Merge sequences of unique elements

Question

I'm trying to merge a number of sequences, as in the following example:

x = ['one', 'two', 'four']
y = ['two', 'three', 'five']
z = ['one', 'three', 'four']

merged = ['one', 'two', 'three', 'four', 'five']

The given sequences are all subsequences of the same, duplicate-free sequence (which is not given). If the order cannot be determined – as with 'four' and 'five' in the example, which could also be inverted – either solution is ok.

The problem resembles multiple sequence alignment, but I suspect there is an (algorithmically) easier solution, since it is more restricted (no duplicates, no crossing edges). Eg. when starting from the union of all elements, I would only need to order the elements – but I can't seem to find a decent way to deduce the underlying order from the input sequences.

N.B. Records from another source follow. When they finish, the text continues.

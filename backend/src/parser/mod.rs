//! Raw CSV reader with encoding and delimiter auto-detection.
//!
//! Produces an untyped [`RawTable`]: a header row plus text cells. No
//! retail-specific logic here; the cleaner decides what the cells mean.

use std::path::Path;

use crate::error::{CsvError, CsvResult};

/// Untyped table as ingested.
#[derive(Debug, Clone, Default, PartialEq)]
pub struct RawTable {
    /// Column headers, trimmed.
    pub headers: Vec<String>,
    /// Rows, each padded or truncated to `headers.len()` cells.
    pub rows: Vec<Vec<String>>,
}

impl RawTable {
    pub fn new(headers: Vec<String>, rows: Vec<Vec<String>>) -> Self {
        let width = headers.len();
        let rows = rows
            .into_iter()
            .map(|mut row| {
                row.resize(width, String::new());
                row
            })
            .collect();
        Self { headers, rows }
    }

    pub fn len(&self) -> usize {
        self.rows.len()
    }

    pub fn is_empty(&self) -> bool {
        self.rows.is_empty()
    }

    /// Position of a column by exact header name.
    pub fn column_index(&self, name: &str) -> Option<usize> {
        self.headers.iter().position(|h| h == name)
    }
}

/// Result of parsing with metadata
#[derive(Debug, Clone)]
pub struct ParseResult {
    pub table: RawTable,
    /// Detected encoding
    pub encoding: String,
    /// Detected delimiter
    pub delimiter: char,
}

/// Detect the encoding of raw bytes using chardet
pub fn detect_encoding(bytes: &[u8]) -> String {
    let charset = chardet::detect(bytes).0;

    match charset.to_lowercase().as_str() {
        "ascii" | "utf-8" | "utf8" | "" => "utf-8".to_string(),
        "iso-8859-1" | "iso-8859-15" | "latin-1" | "latin1" => "iso-8859-1".to_string(),
        "windows-1252" | "cp1252" => "windows-1252".to_string(),
        other => other.to_string(),
    }
}

/// Decode bytes to a string using the given encoding name.
///
/// Latin-1 is decoded as Windows-1252, its superset for printable bytes.
pub fn decode_content(bytes: &[u8], encoding: &str) -> String {
    let decoded = match encoding.to_lowercase().as_str() {
        "utf-8" | "utf8" | "ascii" => match std::str::from_utf8(bytes) {
            Ok(s) => s.to_string(),
            Err(_) => encoding_rs::WINDOWS_1252.decode(bytes).0.into_owned(),
        },
        "iso-8859-1" | "latin-1" | "latin1" | "windows-1252" | "cp1252" => {
            encoding_rs::WINDOWS_1252.decode(bytes).0.into_owned()
        }
        _ => String::from_utf8_lossy(bytes).into_owned(),
    };

    match decoded.strip_prefix('\u{feff}') {
        Some(rest) => rest.to_string(),
        None => decoded,
    }
}

/// Detect the delimiter by counting occurrences in the first line
pub fn detect_delimiter(content: &str) -> char {
    let first_line = content.lines().next().unwrap_or("");

    let separators = [',', ';', '\t', '|'];
    let mut best_sep = ',';
    let mut best_count = 0;

    for &sep in &separators {
        let count = first_line.matches(sep).count();
        if count > best_count {
            best_count = count;
            best_sep = sep;
        }
    }

    best_sep
}

/// Parse CSV text with an explicit delimiter.
///
/// # Example
/// ```ignore
/// use ordermart::parse_csv_str;
///
/// let table = parse_csv_str("a,b\n1,2", ',').unwrap();
/// assert_eq!(table.headers, vec!["a", "b"]);
/// assert_eq!(table.rows[0], vec!["1", "2"]);
/// ```
pub fn parse_csv_str(content: &str, delimiter: char) -> CsvResult<RawTable> {
    if content.trim().is_empty() {
        return Err(CsvError::EmptyFile);
    }

    let mut reader = csv::ReaderBuilder::new()
        .delimiter(delimiter as u8)
        .has_headers(true)
        .flexible(true)
        .from_reader(content.as_bytes());

    let headers: Vec<String> = reader
        .headers()
        .map_err(|e| CsvError::Parse {
            line: 1,
            message: e.to_string(),
        })?
        .iter()
        .map(|h| h.trim().to_string())
        .collect();

    if headers.iter().all(|h| h.is_empty()) {
        return Err(CsvError::NoHeaders);
    }

    let mut rows = Vec::new();
    for result in reader.records() {
        let record = result.map_err(|e| CsvError::Parse {
            line: e.position().map(|p| p.line()).unwrap_or(0),
            message: e.to_string(),
        })?;

        if record.iter().all(|cell| cell.trim().is_empty()) {
            continue;
        }

        rows.push(record.iter().map(str::to_string).collect());
    }

    Ok(RawTable::new(headers, rows))
}

/// Parse CSV bytes with auto-detection of encoding and delimiter.
pub fn parse_bytes_auto(bytes: &[u8]) -> CsvResult<ParseResult> {
    if bytes.is_empty() {
        return Err(CsvError::EmptyFile);
    }

    let encoding = detect_encoding(bytes);
    let content = decode_content(bytes, &encoding);
    let delimiter = detect_delimiter(&content);
    let table = parse_csv_str(&content, delimiter)?;

    Ok(ParseResult {
        table,
        encoding,
        delimiter,
    })
}

/// Parse CSV file with auto-detection of encoding and delimiter.
pub fn parse_csv_file_auto<P: AsRef<Path>>(path: P) -> CsvResult<ParseResult> {
    let path = path.as_ref();
    let bytes = std::fs::read(path).map_err(|source| CsvError::Io {
        path: path.to_path_buf(),
        source,
    })?;

    parse_bytes_auto(&bytes)
}

#[cfg(test)]
mod tests {
    use super::*;

    #[test]
    fn test_simple_csv() {
        let table = parse_csv_str("name,age\nAlice,30\nBob,25", ',').unwrap();

        assert_eq!(table.headers, vec!["name", "age"]);
        assert_eq!(table.len(), 2);
        assert_eq!(table.rows[0], vec!["Alice", "30"]);
        assert_eq!(table.rows[1], vec!["Bob", "25"]);
    }

    #[test]
    fn test_quoted_delimiter_survives() {
        let csv = "Product Name,Sales\n\"Chair, Office\",12.5\n";
        let table = parse_csv_str(csv, ',').unwrap();

        assert_eq!(table.rows[0][0], "Chair, Office");
        assert_eq!(table.rows[0][1], "12.5");
    }

    #[test]
    fn test_empty_lines_skipped() {
        let table = parse_csv_str("a;b\n1;2\n\n3;4\n", ';').unwrap();
        assert_eq!(table.len(), 2);
    }

    #[test]
    fn test_short_rows_padded_long_rows_truncated() {
        let table = parse_csv_str("a,b,c\n1\n1,2,3,4", ',').unwrap();

        assert_eq!(table.rows[0], vec!["1", "", ""]);
        assert_eq!(table.rows[1], vec!["1", "2", "3"]);
    }

    #[test]
    fn test_cells_not_trimmed() {
        let table = parse_csv_str("a,b\n  x  ,y", ',').unwrap();
        assert_eq!(table.rows[0][0], "  x  ");
    }

    #[test]
    fn test_empty_csv_error() {
        assert!(matches!(parse_csv_str("", ','), Err(CsvError::EmptyFile)));
        assert!(matches!(parse_bytes_auto(b""), Err(CsvError::EmptyFile)));
    }

    #[test]
    fn test_detect_delimiter() {
        assert_eq!(detect_delimiter("a,b,c\n1,2,3"), ',');
        assert_eq!(detect_delimiter("a;b;c\n1;2;3"), ';');
        assert_eq!(detect_delimiter("a\tb\tc\n1\t2\t3"), '\t');
        assert_eq!(detect_delimiter("a|b|c\n1|2|3"), '|');
        assert_eq!(detect_delimiter("single"), ',');
    }

    #[test]
    fn test_auto_parse() {
        let result = parse_bytes_auto("name;age\nAlice;30\nBob;25".as_bytes()).unwrap();

        assert_eq!(result.delimiter, ';');
        assert_eq!(result.table.len(), 2);
        assert_eq!(result.table.headers, vec!["name", "age"]);
    }

    #[test]
    fn test_bom_stripped() {
        let bytes = "\u{feff}Order ID,Sales\nCA-1,10".as_bytes();
        let result = parse_bytes_auto(bytes).unwrap();
        assert_eq!(result.table.column_index("Order ID"), Some(0));
    }

    #[test]
    fn test_latin1_decoding() {
        // "Société" in ISO-8859-1
        let bytes: &[u8] = &[0x53, 0x6F, 0x63, 0x69, 0xE9, 0x74, 0xE9];
        let decoded = decode_content(bytes, "iso-8859-1");
        assert_eq!(decoded, "Société");
    }

    #[test]
    fn test_missing_file() {
        let err = parse_csv_file_auto("/definitely/not/here.csv").unwrap_err();
        assert!(matches!(err, CsvError::Io { .. }));
    }
}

The example is in Python and a desired solution would also be, but the problem is of general algorithmic nature.

Answer 1

Here is a very inefficient method that should do what you want:

w = ['zero', 'one']
x = ['one', 'two', 'four']
y = ['two', 'three', 'five']
z = ['one', 'three', 'four']

def get_score(m, k):
    v = m[k]
    return sum(get_score(m, kk) for kk in v) + 1

m = {}
for lst in [w,x,y,z]:
    for (i,src) in enumerate(lst):
        if src not in m: m[src] = []
        for (j,dst) in enumerate(lst[i+1:]):
            m[src].append(dst)

scored_u = [(k,get_score(m,k)) for k in m]
scored_s = sorted(scored_u, key=lambda (k,s): s, reverse=True)

for (k,s) in scored_s:
    print(k,s)

Output:

('zero', 13)
('one', 12)
('two', 6)
('three', 3)
('four', 1)
('five', 1)

The approach first builds a mapping m where the keys are the terms of the lists and the values are a list of terms that are found to have followed the key.

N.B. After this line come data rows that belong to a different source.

//! Error types for the Ordermart pipeline and query engine.
//!
//! This module defines a hierarchy of error types:
//!
//! - [`CsvError`] - Raw CSV reading and decoding errors
//! - [`SchemaError`] - Column set mismatches
//! - [`StoreError`] - Curated table persistence errors
//! - [`QueryError`] - Query requests that can never produce a result
//! - [`PipelineError`] - Top-level ETL orchestration errors
//! - [`ServerError`] - HTTP server errors
//!
//! Error conversion is automatic via `From` implementations,
//! allowing `?` to work across error boundaries.
//!
//! Unparsable numbers and dates are not errors: they become nulls in the
//! cleaned and enriched tables.

use std::path::PathBuf;

use chrono::NaiveDate;
use thiserror::Error;

// =============================================================================
// CSV Parsing Errors
// =============================================================================

/// Errors while reading a raw CSV source.
#[derive(Debug, Error)]
pub enum CsvError {
    /// Failed to read file.
    #[error("Failed to read file '{path}': {source}")]
    Io {
        path: PathBuf,
        #[source]
        source: std::io::Error,
    },

    /// Invalid CSV format.
    #[error("Invalid CSV format at line {line}: {message}")]
    Parse { line: u64, message: String },

    /// Empty file.
    #[error("CSV input is empty")]
    EmptyFile,

    /// No headers found.
    #[error("No headers found in CSV")]
    NoHeaders,
}

// =============================================================================
// Schema Errors
// =============================================================================

/// The table handed to a stage does not have the shape the stage requires.
#[derive(Debug, Error, PartialEq)]
pub enum SchemaError {
    /// Raw table lacks some of the expected columns.
    #[error("Raw table is missing expected columns: {}", .0.join(", "))]
    MissingColumns(Vec<String>),

    /// A stage was asked to read a column the rows do not have.
    #[error("Unknown column '{0}'")]
    UnknownColumn(String),

    /// A numeric computation was pointed at a text or date column.
    #[error("Column '{0}' is not numeric")]
    NonNumericColumn(String),
}

// =============================================================================
// Store Errors
// =============================================================================

/// Errors reading or writing curated tables.
#[derive(Debug, Error)]
pub enum StoreError {
    /// A curated table required to serve queries does not exist.
    #[error("Missing data source: {}", path.display())]
    MissingSource { path: PathBuf },

    /// IO error.
    #[error("Store IO error on '{path}': {source}")]
    Io {
        path: PathBuf,
        #[source]
        source: std::io::Error,
    },

    /// CSV (de)serialization error.
    #[error("Store CSV error on '{path}': {source}")]
    Csv {
        path: PathBuf,
        #[source]
        source: csv::Error,
    },
}

// =============================================================================
// Query Errors
// =============================================================================

/// Requests that are well-formed but can never be answered.
#[derive(Debug, Error, Clone, PartialEq)]
pub enum QueryError {
    /// Window start falls after its end.
    #[error("Start date {start} is after end date {end}")]
    InvertedWindow { start: NaiveDate, end: NaiveDate },
}

// =============================================================================
// Pipeline Errors (top-level)
// =============================================================================

/// Top-level ETL orchestration errors.
///
/// This is the main error type returned by [`crate::transform::pipeline::run_etl`].
#[derive(Debug, Error)]
pub enum PipelineError {
    /// CSV parsing error.
    #[error("CSV error: {0}")]
    Csv(#[from] CsvError),

    /// Schema mismatch.
    #[error("Schema error: {0}")]
    Schema(#[from] SchemaError),

    /// Curated store error.
    #[error("Store error: {0}")]
    Store(#[from] StoreError),
}

// =============================================================================
// Server Errors
// =============================================================================

/// HTTP server errors.
#[derive(Debug, Error)]
pub enum ServerError {
    /// Curated tables could not be loaded at start-up.
    #[error("Store error: {0}")]
    Store(#[from] StoreError),

    /// Failed to bind or serve.
    #[error("Server IO error: {0}")]
    Io(#[from] std::io::Error),
}

// =============================================================================
// Result Type Aliases
// =============================================================================

/// Result type for CSV operations.
pub type CsvResult<T> = Result<T, CsvError>;

/// Result type for curated store operations.
pub type StoreResult<T> = Result<T, StoreError>;

/// Result type for pipeline operations.
pub type PipelineResult<T> = Result<T, PipelineError>;

/// Result type for server operations.
pub type ServerResult<T> = Result<T, ServerError>;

So in this case, m looks like:

{
  'three': ['five', 'four'], 
  'two':   ['four', 'three', 'five'], 
  'four':  [], 
  'zero':  ['one'], 
  'five':  [], 
  'one':   ['two', 'four', 'three', 'four']
}

From there, it computes a score for each key. The score is defined by the sum of the scores of the elements that have been seen to follow it, plus 1.

So

get_score(m, 'four') = 1
get_score(m, 'five') = 1
# and thus
get_score(m, 'three') = 3  # (1(four) + 1(five) + 1)

It does this for each element found in the input lists (in my case w,x,y,z) and computes the total score, then sorts it by score, descending.

I say this is inefficient because this get_score could be memoized, so that you only had to determine the score of a key once. You'd likely do this via backtracking -- compute the scores of keys where the value was an empty list, and work backwards. In the current implementation, it determines the score for some keys multiple times.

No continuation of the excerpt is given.